Author(s)
Liran Einav, Daniel Knoepfle,
Jonathan Levin and Neel Sundaresan
Source
Working Paper, Stanford University, 2011; presented at the 2011 TNIT Conference
Summary
This paper uses eBay data to show that consumers use internet retailers to avoid sales taxes.
Policy Relevance
Firms and consumers will probably react to changes in sales taxes for online transactions by changing prices and locations.
Main Points
- Internet retail accounts for more than $100 billion dollars of commerce annually in the U.S.
- When a consumer buys a product online from a merchant with no presence in the consumer’s state, the consumer typically pays no sales tax.
- The consumer is responsible for reporting the transaction and paying a “use” tax but this is not seriously enforced.
- State governments may be failing to collect more than $10 billion in taxes annually.
- eBay sales are about $30 billion annually, a huge market share; products of many varieties can be purchased through eBay, and buyers and sellers frequently (but not always) live in different states.
- This makes eBay a good source of data for determining how consumers will react to the prospect of paying a sales tax.
- The authors find that consumers are extremely averse to paying sales taxes online.
- For every percentage increase in sales tax, purchasing drops by 2 percentage points. For example, a potential buyer viewing an umbrella for which she would be charged a 3% sales tax is 8% more likely buy the umbrella than she would be if the sales tax were 7%.

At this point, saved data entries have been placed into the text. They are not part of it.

use std::collections::BTreeMap;

use rusqlite::types::Value;
use rusqlite::{Row, ToSql, params_from_iter};
use serde::{Deserialize, Serialize};

use super::filter::uppercased;
use super::{AnnotationDb, AnnotationRecord, FilterField, db_err};
use crate::domain::DatasetKind;
use crate::error::PathwayError;

pub type MsigdbDb = AnnotationDb<MsigdbAnnotation>;

/// Membership of one gene symbol in one MSigDB gene set.
#[derive(Debug, Clone, PartialEq, Eq, Serialize, Deserialize)]
pub struct MsigdbAnnotation {
    pub gene_symbol: String,
    pub gene_set_name: String,
    pub collection: String,
    pub description: Option<String>,
    pub organism: String,
}

impl AnnotationRecord for MsigdbAnnotation {
    const KIND: DatasetKind = DatasetKind::Msigdb;
    const TABLE: &'static str = "msigdb_annotations";
    const TABLE_SQL: &'static str = r#"
        CREATE TABLE IF NOT EXISTS msigdb_annotations (
            gene_symbol TEXT NOT NULL CHECK (length(gene_symbol) > 0),
            gene_set_name TEXT NOT NULL CHECK (length(gene_set_name) > 0),
            collection TEXT,
            description TEXT,
            organism TEXT,
            PRIMARY KEY (gene_symbol, gene_set_name)
        );
    "#;
    const INDEX_SQL: &'static str = r#"
        CREATE INDEX IF NOT EXISTS idx_msigdb_gene_set ON msigdb_annotations(gene_set_name);
        CREATE INDEX IF NOT EXISTS idx_msigdb_collection ON msigdb_annotations(collection);
        CREATE INDEX IF NOT EXISTS idx_msigdb_description
            ON msigdb_annotations(description COLLATE NOCASE);
    "#;
    const COLUMNS: &'static [&'static str] = &[
        "gene_symbol",
        "gene_set_name",
        "collection",
        "description",
        "organism",
    ];
    const KEY: (&'static str, &'static str) = ("gene_symbol", "gene_set_name");
    const GENE_SYMBOL_COLUMN: &'static str = "gene_symbol";
    const NAME_COLUMN: &'static str = "description";
    const GROUP_COLUMN: &'static str = "collection";
    const FILTERS: &'static [FilterField] = &[
        FilterField::any_of("gene_symbols", "gene_symbol"),
        FilterField::any_of("gene_set_names", "gene_set_name"),
        FilterField::any_of("collection", "collection").normalized(uppercased),
        FilterField::any_of("organism", "organism"),
        FilterField::contains("gene_set_name", "gene_set_name"),
        FilterField::contains("description", "description"),
    ];
    const EXPORT_HEADERS: &'static [&'static str] =
        &["GeneID", "GeneSet", "Collection", "Description"];

    fn bind(&self) -> Vec<&dyn ToSql> {
        vec![
            &self.gene_symbol,
            &self.gene_set_name,
            &self.collection,
            &self.description,
            &self.organism,
        ]
    }

    fn from_row(row: &Row<'_>) -> rusqlite::Result<Self> {
        Ok(Self {
            gene_symbol: row.get(0)?,
            gene_set_name: row.get(1)?,
            collection: row.get::<_, Option<String>>(2)?.unwrap_or_default(),
            description: row.get(3)?,
            organism: row.get::<_, Option<String>>(4)?.unwrap_or_default(),
        })
    }

    fn export_row(&self) -> Vec<String> {
        vec![
            self.gene_symbol.clone(),
            self.gene_set_name.clone(),
            self.collection.clone(),
            self.description.clone().unwrap_or_default(),
        ]
    }
}

#[derive(Debug, Clone, PartialEq, Eq, Serialize, Deserialize)]
pub struct GeneSetOverlap {
    pub gene_set_name: String,
    pub collection: String,
    pub description: Option<String>,
    pub set_size: usize,
    pub overlap: usize,
    pub overlapping_genes: Vec<String>,
}

impl AnnotationDb<MsigdbAnnotation> {
    /// Gene sets sharing at least `min_overlap` symbols with `genes`,
    /// largest overlap first, then by name.
    pub fn gene_set_overlaps<S: AsRef<str>>(
        &self,
        genes: &[S],
        collection: Option<&str>,
        min_overlap: usize,
    ) -> Result<Vec<GeneSetOverlap>, PathwayError> {
        if genes.is_empty() {
            return Ok(Vec::new());
        }
        let placeholders = vec!["?"; genes.len()].join(", ");
        let mut sql = format!(
            "SELECT m.gene_set_name, m.collection, m.description, m.gene_symbol, \
             (SELECT COUNT(*) FROM msigdb_annotations s WHERE s.gene_set_name = m.gene_set_name) \
             FROM msigdb_annotations m WHERE m.gene_symbol IN ({placeholders})"
        );
        let mut params = genes
            .iter()
            .map(|gene| Value::Text(gene.as_ref().trim().to_string()))
            .collect::<Vec<_>>();
        if let Some(collection) = collection {
            sql.push_str(" AND m.collection = ?");
            params.push(Value::Text(collection.trim().to_ascii_uppercase()));
        }
        sql.push_str(" ORDER BY m.gene_set_name, m.gene_symbol");

        let mut stmt = self.conn.prepare(&sql).map_err(db_err)?;
        let rows = stmt
            .query_map(params_from_iter(params), |row| {
                Ok((
                    row.get::<_, String>(0)?,
                    row.get::<_, Option<String>>(1)?,
                    row.get::<_, Option<String>>(2)?,
                    row.get::<_, String>(3)?,
                    row.get::<_, i64>(4)?,
                ))
            })
            .map_err(db_err)?;

        let mut by_set: BTreeMap<String, GeneSetOverlap> = BTreeMap::new();
        for row in rows {
            let (name, collection, description, symbol, set_size) = row.map_err(db_err)?;
            let entry = by_set
                .entry(name.clone())
                .or_insert_with(|| GeneSetOverlap {
                    gene_set_name: name,
                    collection: collection.unwrap_or_default(),
                    description,
                    set_size: set_size as usize,
                    overlap: 0,
                    overlapping_genes: Vec::new(),
                });
            entry.overlap += 1;
            entry.overlapping_genes.push(symbol);
        }

        let mut overlaps = by_set
            .into_values()
            .filter(|overlap| overlap.overlap >= min_overlap.max(1))
            .collect::<Vec<_>>();
        overlaps.sort_by(|a, b| {
            b.overlap
                .cmp(&a.overlap)
                .then_with(|| a.gene_set_name.cmp(&b.gene_set_name))
        });
        Ok(overlaps)
    }

    /// Distinct collections present in the store.
    pub fn collections(&self) -> Result<Vec<String>, PathwayError> {
        let mut stmt = self
            .conn
            .prepare(
                "SELECT DISTINCT collection FROM msigdb_annotations \
                 WHERE collection IS NOT NULL ORDER BY collection",
            )
            .map_err(db_err)?;
        let collections = stmt
            .query_map([], |row| row.get::<_, String>(0))
            .map_err(db_err)?
            .collect::<rusqlite::Result<Vec<_>>>()
            .map_err(db_err)?;
        Ok(collections)
    }
}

- When a state increases its sales tax by 1 percentage point, residents of that state increase their online purchasing from sellers in other states by 2% while decreasing their online purchases from sellers in their own state by 3-4%.
- Other studies have found even larger effects.
- Online retailers seem to avoid establishing themselves in states with large populations in order to increase their sales to residents in those states.